_Prompt_
Starting at the line that contains "pub fn prompt(mut" and ending at the line that contains "let line_width = line.width() as u16;", the lines below are to be given again exactly, with nothing added.

[Stored items]
use ratatui::{
    buffer::Buffer,
    layout::Rect,
    text::{Line, Span},
    widgets::Widget,
};
use unicode_width::UnicodeWidthStr;

use crate::ui::Theme;

/// Bottom line with key hints and a right-aligned status
pub struct StatusBar<'a> {
    hints: Vec<(&'a str, &'a str)>,
    right_text: Option<String>,
    alert: Option<String>,
    prompt: Option<String>,
}

impl<'a> StatusBar<'a> {
    pub fn new() -> Self {
        Self {
            hints: Vec::new(),
            right_text: None,
            alert: None,
            prompt: None,
        }
    }

    /// Add keyboard hints as (key, description) pairs
    pub fn hints<I>(mut self, hints: I) -> Self
    where
        I: IntoIterator<Item = (&'a str, &'a str)>,
    {
        self.hints = hints.into_iter().collect();
        self
    }

    pub fn right<S: Into<String>>(mut self, text: S) -> Self {
        self.right_text = Some(text.into());
        self
    }

    /// Message shown in place of the hints
    pub fn alert(mut self, message: Option<String>) -> Self {
        self.alert = message;
        self
    }

    /// Question waiting for an answer; shown before alerts and hints
    pub fn prompt(mut self, question: Option<String>) -> Self {
        self.prompt = question;
        self
    }
}

impl Default for StatusBar<'_> {
    fn default() -> Self {
        Self::new()
    }
}

impl Widget for StatusBar<'_> {
    fn render(self, area: Rect, buf: &mut Buffer) {
        buf.set_style(area, Theme::status_bar());

        let line = match (self.prompt, self.alert) {
            (Some(question), _) => Line::from(Span::styled(question, Theme::status_bar_key())),
            (None, Some(message)) => Line::from(Span::styled(
                format!("⚠ {message}  [Esc] dismiss"),
                Theme::error().bg(ratatui::style::Color::DarkGray),
            )),
            (None, None) => {
                let mut spans = Vec::new();
                for (i, (key, desc)) in self.hints.iter().enumerate() {
                    if i > 0 {
                        spans.push(Span::styled("  ", Theme::status_bar()));
                    }
                    spans.push(Span::styled(format!("[{key}]"), Theme::status_bar_key()));
                    spans.push(Span::styled(format!(" {desc}"), Theme::status_bar()));
                }
                Line::from(spans)
            }
        };
        let line_width = line.width() as u16;

        buf.set_line(area.x + 1, area.y, &line, area.width.saturating_sub(2));

        if let Some(right) = self.right_text {
            let right_width = right.width() as u16;
            let right_x = area.x + area.width.saturating_sub(right_width + 1);
            if right_x > area.x + line_width + 2 {
                buf.set_span(
                    right_x,
                    area.y,
                    &Span::styled(&right, Theme::status_bar()),
                    right_width,
                );
            }
        }
    }
}

/// Default hints for the log viewer
pub fn log_viewer_hints() -> Vec<(&'static str, &'static str)> {
    vec![
        ("/", "Filter"),
        ("Tab", "View"),
        ("p", "Pause"),
        ("f", "Follow"),
        ("?", "Help"),
        ("q", "Quit"),
    ]
}
//! Fixed-delay reconnect countdown.

use std::time::Duration;

use tokio::time::{Instant, MissedTickBehavior};
use tokio_util::sync::CancellationToken;

use crate::events::{ConnectionEvent, EventSender};

/// Whole seconds left until `deadline`, rounded up
pub fn remaining_secs(deadline: Instant) -> u64 {
    let left = deadline.saturating_duration_since(Instant::now());
    left.as_secs() + u64::from(left.subsec_nanos() > 0)
}

/// Start a countdown that reports once per second and fires once at `delay`
///
/// Returns the token that cancels it. A cancelled countdown sends nothing
/// further.
pub fn spawn_countdown(delay: Duration, ticket: u64, events: EventSender) -> CancellationToken {
    let cancel = CancellationToken::new();
    let token = cancel.clone();

    tokio::spawn(async move {
        let deadline = Instant::now() + delay;
        let mut ticker = tokio::time::interval(Duration::from_secs(1));
        ticker.set_missed_tick_behavior(MissedTickBehavior::Delay);

        loop {
            tokio::select! {
                biased;

                _ = token.cancelled() => return,

                _ = tokio::time::sleep_until(deadline) => {
                    let _ = events.send(ConnectionEvent::ReconnectDue { ticket });
                    return;
                }

                _ = ticker.tick() => {
                    let remaining_secs = remaining_secs(deadline);
                    let _ = events.send(ConnectionEvent::ReconnectTick { ticket, remaining_secs });
                }
            }
        }
    });

    cancel
}

#[cfg(test)]
mod tests {
    use super::*;
    use tokio::sync::mpsc;

    #[tokio::test(start_paused = true)]
    async fn test_countdown_ticks_then_fires() {
        let (tx, mut rx) = mpsc::unbounded_channel();
        let start = Instant::now();
        let _token = spawn_countdown(Duration::from_millis(3000), 7, tx);

        let mut ticks = Vec::new();
        loop {
            match rx.recv().await {
                Some(ConnectionEvent::ReconnectTick { ticket, remaining_secs }) => {
                    assert_eq!(ticket, 7);
                    ticks.push(remaining_secs);
                }
                Some(ConnectionEvent::ReconnectDue { ticket }) => {
                    assert_eq!(ticket, 7);
                    break;
                }
                other => panic!("unexpected event {other:?}"),
            }
        }

        assert_eq!(ticks, vec![3, 2, 1]);
        assert!(start.elapsed() >= Duration::from_secs(3));
    }

    #[tokio::test(start_paused = true)]
    async fn test_cancelled_countdown_is_silent() {
        let (tx, mut rx) = mpsc::unbounded_channel();
        let token = spawn_countdown(Duration::from_secs(2), 1, tx);

        // First tick is immediate
        assert!(matches!(
            rx.recv().await,
            Some(ConnectionEvent::ReconnectTick { .. })
        ));
        token.cancel();

        tokio::time::sleep(Duration::from_secs(5)).await;
        assert!(rx.try_recv().is_err());
    }

    #[tokio::test(start_paused = true)]
    async fn test_remaining_secs_rounds_up() {
        let deadline = Instant::now() + Duration::from_millis(1500);
        assert_eq!(remaining_secs(deadline), 2);
        tokio::time::advance(Duration::from_millis(1500)).await;
        assert_eq!(remaining_secs(deadline), 0);
    }
}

_Solution to this exercise_
    pub fn prompt(mut self, question: Option<String>) -> Self {
        self.prompt = question;
        self
    }
}

impl Default for StatusBar<'_> {
    fn default() -> Self {
        Self::new()
    }
}

impl Widget for StatusBar<'_> {
    fn render(self, area: Rect, buf: &mut Buffer) {
        buf.set_style(area, Theme::status_bar());

        let line = match (self.prompt, self.alert) {
            (Some(question), _) => Line::from(Span::styled(question, Theme::status_bar_key())),
            (None, Some(message)) => Line::from(Span::styled(
                format!("⚠ {message}  [Esc] dismiss"),
                Theme::error().bg(ratatui::style::Color::DarkGray),
            )),
            (None, None) => {
                let mut spans = Vec::new();
                for (i, (key, desc)) in self.hints.iter().enumerate() {
                    if i > 0 {
                        spans.push(Span::styled("  ", Theme::status_bar()));
                    }
                    spans.push(Span::styled(format!("[{key}]"), Theme::status_bar_key()));
                    spans.push(Span::styled(format!(" {desc}"), Theme::status_bar()));
                }
                Line::from(spans)
            }
        };
        let line_width = line.width() as u16;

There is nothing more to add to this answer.